A data warehouse is a database designed for data analysis instead of standard transactional processing. A data warehouse acts as a conduit between operational data stores and supports analytics on the composite data. Slices of data from the warehouse—e.g. summary data for a single department to use, like sales or finance—are stored in a “data mart” for quick access.
In order for a data warehouse to support decision-making effectively, data extracted from various data sources and loaded into the warehouse is normalized. It can be organized into tables, cleaned of redundancy and transformed for consistency. The process by which this happens is called Extract, Transform, and Load (ETL). Once appropriately structured data is made available for querying and analysis.

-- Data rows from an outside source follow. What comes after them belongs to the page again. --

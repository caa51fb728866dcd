//! In-memory credential and outbox store
//!
//! Credentials and outbox entries live behind one lock so a mutation and its
//! entries become visible together, matching the transactional PostgreSQL
//! store.

use async_trait::async_trait;
use chrono::{DateTime, Utc};
use std::collections::HashMap;
use tokio::sync::RwLock;

use super::{CredentialStore, OutboxStore};
use crate::domain::{Credential, CredentialId, OutboxEntryId, Provider, WorkspaceId};
use crate::errors::{Error, Result};
use crate::events::{OutboxEntry, OutboxStatus};

#[derive(Default)]
struct State {
    credentials: HashMap<CredentialId, Credential>,
    outbox: Vec<OutboxEntry>,
}

/// Process-local store, suitable for tests and single-node embedding
#[derive(Default)]
pub struct InMemoryStore {
    state: RwLock<State>,
}

impl InMemoryStore {
    pub fn new() -> Self {
        Self::default()
    }

    /// Snapshot of undelivered outbox entries, in insertion order
    pub async fn outbox_entries(&self) -> Vec<OutboxEntry> {
        self.state.read().await.outbox.clone()
    }

    pub async fn len(&self) -> usize {
        self.state.read().await.credentials.len()
    }

    pub async fn is_empty(&self) -> bool {
        self.len().await == 0
    }
}

fn newest_first(mut credentials: Vec<Credential>) -> Vec<Credential> {
    credentials.sort_by(|a, b| b.created_at.cmp(&a.created_at));
    credentials
}

#[async_trait]
impl CredentialStore for InMemoryStore {
    async fn create(&self, credential: &Credential, outbox: &[OutboxEntry]) -> Result<()> {
        let mut state = self.state.write().await;
        if state.credentials.contains_key(&credential.id) {
            return Err(Error::internal(format!("Credential {} already exists", credential.id)));
        }

        state.credentials.insert(credential.id.clone(), credential.without_masked_data());
        state.outbox.extend_from_slice(outbox);
        Ok(())
    }

    async fn get_by_id(&self, id: &CredentialId) -> Result<Option<Credential>> {
        Ok(self.state.read().await.credentials.get(id).cloned())
    }

    async fn get_by_workspace_id(&self, workspace_id: &WorkspaceId) -> Result<Vec<Credential>> {
        let state = self.state.read().await;
        Ok(newest_first(
            state
                .credentials
                .values()
                .filter(|c| &c.workspace_id == workspace_id)
                .cloned()
                .collect(),
        ))
    }

    async fn get_active_by_provider(
        &self,
        workspace_id: &WorkspaceId,
        provider: Provider,
    ) -> Result<Vec<Credential>> {
        let state = self.state.read().await;
        Ok(newest_first(
            state
                .credentials
                .values()
                .filter(|c| &c.workspace_id == workspace_id && c.provider == provider && c.is_active)
                .cloned()
                .collect(),
        ))
    }

    async fn update(&self, credential: &Credential, outbox: &[OutboxEntry]) -> Result<()> {
        let mut state = self.state.write().await;
        match state.credentials.get_mut(&credential.id) {
            Some(stored) => *stored = credential.without_masked_data(),
            None => return Err(Error::not_found("Credential", credential.id.as_str())),
        }

        state.outbox.extend_from_slice(outbox);
        Ok(())
    }

    async fn delete(&self, id: &CredentialId, outbox: &[OutboxEntry]) -> Result<()> {
        let mut state = self.state.write().await;
        state.credentials.remove(id);
        state.outbox.extend_from_slice(outbox);
        Ok(())
    }
}

#[async_trait]
impl OutboxStore for InMemoryStore {
    async fn pending(&self, limit: usize, now: DateTime<Utc>) -> Result<Vec<OutboxEntry>> {
        let state = self.state.read().await;
        Ok(state.outbox.iter().filter(|e| e.is_due(now)).take(limit).cloned().collect())
    }

    async fn mark_delivered(&self, id: &OutboxEntryId) -> Result<()> {
        // Delivered entries are dropped; failed ones stay for inspection
        let mut state = self.state.write().await;
        let position = state
            .outbox
            .iter()
            .position(|e| &e.id == id)
            .ok_or_else(|| Error::not_found("OutboxEntry", id.as_str()))?;

        state.outbox.remove(position);
        Ok(())
    }

    async fn record_failure(
        &self,
        id: &OutboxEntryId,
        error: &str,
        retry_at: Option<DateTime<Utc>>,
    ) -> Result<()> {
        let mut state = self.state.write().await;
        let entry = state
            .outbox
            .iter_mut()
            .find(|e| &e.id == id)
            .ok_or_else(|| Error::not_found("OutboxEntry", id.as_str()))?;

        entry.attempts += 1;
        entry.last_error = Some(error.to_string());
        match retry_at {
            Some(at) => entry.next_attempt_at = at,
            None => entry.status = OutboxStatus::Failed,
        }
        Ok(())
    }
}
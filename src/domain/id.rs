//! Domain ID Types with NewType Pattern
//!
//! Type-safe wrappers so a workspace id can never be passed where a credential
//! id is expected. Each ID type implements Display, FromStr, Debug, Serialize,
//! Deserialize and the sqlx traits needed to bind it as PostgreSQL TEXT.

use serde::{Deserialize, Serialize};
use sqlx::encode::IsNull;
use sqlx::error::BoxDynError;
use sqlx::postgres::{PgArgumentBuffer, PgTypeInfo, PgValueRef};
use sqlx::{Decode, Encode, Postgres, Type};
use std::fmt;
use std::str::FromStr;
use uuid::Uuid;

/// Macro to generate NewType ID wrappers with all required traits
macro_rules! domain_id {
    ($(#[$meta:meta])* $name:ident) => {
        $(#[$meta])*
        #[derive(Debug, Clone, PartialEq, Eq, Hash, Serialize, Deserialize)]
        #[serde(transparent)]
        pub struct $name(String);

        impl $name {
            /// Create a new ID from a UUID
            pub fn new() -> Self {
                Self(Uuid::new_v4().to_string())
            }

            /// Create an ID from an existing string (for database retrieval)
            pub fn from_string(s: String) -> Self {
                Self(s)
            }

            /// Get the inner string value
            pub fn as_str(&self) -> &str {
                &self.0
            }

            /// Parse and validate a UUID string
            pub fn parse(s: &str) -> Result<Self, uuid::Error> {
                Uuid::parse_str(s)?;
                Ok(Self(s.to_string()))
            }
        }

        impl Default for $name {
            fn default() -> Self {
                Self::new()
            }
        }

        impl fmt::Display for $name {
            fn fmt(&self, f: &mut fmt::Formatter<'_>) -> fmt::Result {
                write!(f, "{}", self.0)
            }
        }

        impl FromStr for $name {
            type Err = uuid::Error;

            fn from_str(s: &str) -> Result<Self, Self::Err> {
                Self::parse(s)
            }
        }

        impl AsRef<str> for $name {
            fn as_ref(&self) -> &str {
                &self.0
            }
        }

        impl From<String> for $name {
            fn from(s: String) -> Self {
                Self(s)
            }
        }

        impl From<$name> for String {
            fn from(id: $name) -> Self {
                id.0
            }
        }

        impl Type<Postgres> for $name {
            fn type_info() -> PgTypeInfo {
                <String as Type<Postgres>>::type_info()
            }
        }

        impl<'q> Encode<'q, Postgres> for $name {
            fn encode_by_ref(&self, buf: &mut PgArgumentBuffer) -> Result<IsNull, BoxDynError> {
                <String as Encode<'q, Postgres>>::encode_by_ref(&self.0, buf)
            }
        }

        impl<'r> Decode<'r, Postgres> for $name {
            fn decode(value: PgValueRef<'r>) -> Result<Self, BoxDynError> {
                let s = <String as Decode<'r, Postgres>>::decode(value)?;
                Ok(Self(s))
            }
        }
    };
}

domain_id!(
    /// Unique identifier for a stored credential
    CredentialId
);

domain_id!(
    /// Unique identifier for a workspace (the tenant isolation boundary)
    WorkspaceId
);

domain_id!(
    /// Identifier of the user or system actor performing a mutation
    ActorId
);

domain_id!(
    /// Unique identifier for a pending outbox entry
    OutboxEntryId
);
//! Credential domain types
//!
//! The persisted [`Credential`] entity, the provider enumeration, and the
//! transient request types. Plaintext credential data only ever lives in the
//! request types and in decrypted payloads; the entity carries ciphertext.

use chrono::{DateTime, Utc};
use serde::{Deserialize, Serialize};
use serde_json::{Map, Value};
use std::fmt;
use std::str::FromStr;

use super::id::{ActorId, CredentialId, WorkspaceId};

/// Raw credential data as submitted by callers
pub type CredentialData = Map<String, Value>;

/// Cloud provider a credential belongs to
#[derive(Debug, Clone, Copy, PartialEq, Eq, Hash, Serialize, Deserialize)]
#[serde(rename_all = "lowercase")]
pub enum Provider {
    Aws,
    Gcp,
    Azure,
    #[serde(rename = "openstack")]
    OpenStack,
}

impl Provider {
    /// All supported providers
    pub const ALL: [Provider; 4] =
        [Provider::Aws, Provider::Gcp, Provider::Azure, Provider::OpenStack];

    /// Get the database representation of this provider
    pub fn as_str(&self) -> &'static str {
        match self {
            Self::Aws => "aws",
            Self::Gcp => "gcp",
            Self::Azure => "azure",
            Self::OpenStack => "openstack",
        }
    }

    /// Whether credentials for this provider are checked online before storage
    pub fn requires_live_verification(&self) -> bool {
        matches!(self, Self::Gcp)
    }
}

impl FromStr for Provider {
    type Err = String;

    fn from_str(s: &str) -> Result<Self, Self::Err> {
        match s {
            "aws" => Ok(Self::Aws),
            "gcp" => Ok(Self::Gcp),
            "azure" => Ok(Self::Azure),
            "openstack" => Ok(Self::OpenStack),
            _ => Err(format!("Unknown provider: {}", s)),
        }
    }
}

impl fmt::Display for Provider {
    fn fmt(&self, f: &mut fmt::Formatter<'_>) -> fmt::Result {
        write!(f, "{}", self.as_str())
    }
}

/// Persisted credential entity
///
/// `provider` and `workspace_id` are fixed at creation. `encrypted_data` is
/// never empty once persisted. `masked_data` is derived on read and is never
/// stored.
#[derive(Clone, Serialize)]
pub struct Credential {
    pub id: CredentialId,
    pub workspace_id: WorkspaceId,
    pub created_by: ActorId,
    pub provider: Provider,
    pub name: String,
    #[serde(skip_serializing)]
    pub encrypted_data: Vec<u8>,
    pub is_active: bool,
    #[serde(skip_serializing_if = "Option::is_none")]
    pub masked_data: Option<CredentialData>,
    pub created_at: DateTime<Utc>,
    pub updated_at: DateTime<Utc>,
}

impl Credential {
    /// Drop derived fields before handing the entity to a store
    pub fn without_masked_data(&self) -> Self {
        Self { masked_data: None, ..self.clone() }
    }
}

impl fmt::Debug for Credential {
    fn fmt(&self, f: &mut fmt::Formatter<'_>) -> fmt::Result {
        f.debug_struct("Credential")
            .field("id", &self.id)
            .field("workspace_id", &self.workspace_id)
            .field("created_by", &self.created_by)
            .field("provider", &self.provider)
            .field("name", &self.name)
            .field("encrypted_data_len", &self.encrypted_data.len())
            .field("is_active", &self.is_active)
            .field("masked_data", &self.masked_data)
            .field("created_at", &self.created_at)
            .field("updated_at", &self.updated_at)
            .finish()
    }
}

/// Create credential request
///
/// `provider` stays a string so unsupported values are reported as a
/// validation failure rather than a deserialization error.
#[derive(Clone, Serialize, Deserialize)]
pub struct CreateCredentialRequest {
    pub provider: String,
    pub name: String,
    pub data: CredentialData,
}

/// Update credential request
#[derive(Clone, Default, Serialize, Deserialize)]
pub struct UpdateCredentialRequest {
    #[serde(default, skip_serializing_if = "Option::is_none")]
    pub name: Option<String>,
    #[serde(default, skip_serializing_if = "Option::is_none")]
    pub data: Option<CredentialData>,
}

impl fmt::Debug for CreateCredentialRequest {
    fn fmt(&self, f: &mut fmt::Formatter<'_>) -> fmt::Result {
        f.debug_struct("CreateCredentialRequest")
            .field("provider", &self.provider)
            .field("name", &self.name)
            .field("data_keys", &self.data.keys().collect::<Vec<_>>())
            .finish()
    }
}

impl fmt::Debug for UpdateCredentialRequest {
    fn fmt(&self, f: &mut fmt::Formatter<'_>) -> fmt::Result {
        f.debug_struct("UpdateCredentialRequest")
            .field("name", &self.name)
            .field("data_keys", &self.data.as_ref().map(|d| d.keys().collect::<Vec<_>>()))
            .finish()
    }
}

Data Warehouse Features & Capabilities
To support analyses data warehouses provide the following capabilities:
Associated input, extract, and data management tools for preparation
Extract from a multitude of source file types (flat files, excel, application data, etc.)
May load & normalize structured, semi-structured, or unstructured data
Data transformation (cleansing, deduplication, consistency)
Data reconciliation for various naming conventions
Native & autonomous storage and processing optimization
Provide a 360 view of all enterprise data
Multiple deployment options (private or public cloud, on-premise, hybrid cloud)
Available as-a-service (automated infrastructure management)
Integrated machine-learning algorithms, AI
Access controlled data sharing, data mart
Deploy virtualized data warehouse for extra security, access control
In-built data encryption for high-security needs
Data warehouses from full-stack vendors are often sold as standalone products that must be integrated with other tools. Many data warehouses can be deployed and tested with ease under a free trial for 30 or 60 days. Vendors compete on performance but also pricing. Many popular data warehouses feature on-demand pricing, based on (for instance) compute per second. Alternately, some vendors offer a reduction in on-demand pricing for annual or multi-year commitments.
Data Warehouse Comparison
Integrations: Data warehouses are built to store and analyze data from different sources. When selecting a data warehouse, be sure to select one that has built-in connectors for the sources you need to pull in data from, or supports the building of custom integrations.
Performance: Some data warehouses support extremely fast performance, with some able to process tens of trillions of tables in a single day. With high performance usually comes a higher cost, though, so consider how much data analysis and manipulation you expect to perform in a day and choose a solution that meets those needs but isn’t over the top.
Stability: Many data warehouses claim to achieve near 100% uptime, but a common complaint users list in data warehouse reviews is lack of stability. Be sure to choose a data warehouse with high stability, especially if your business is highly data driven.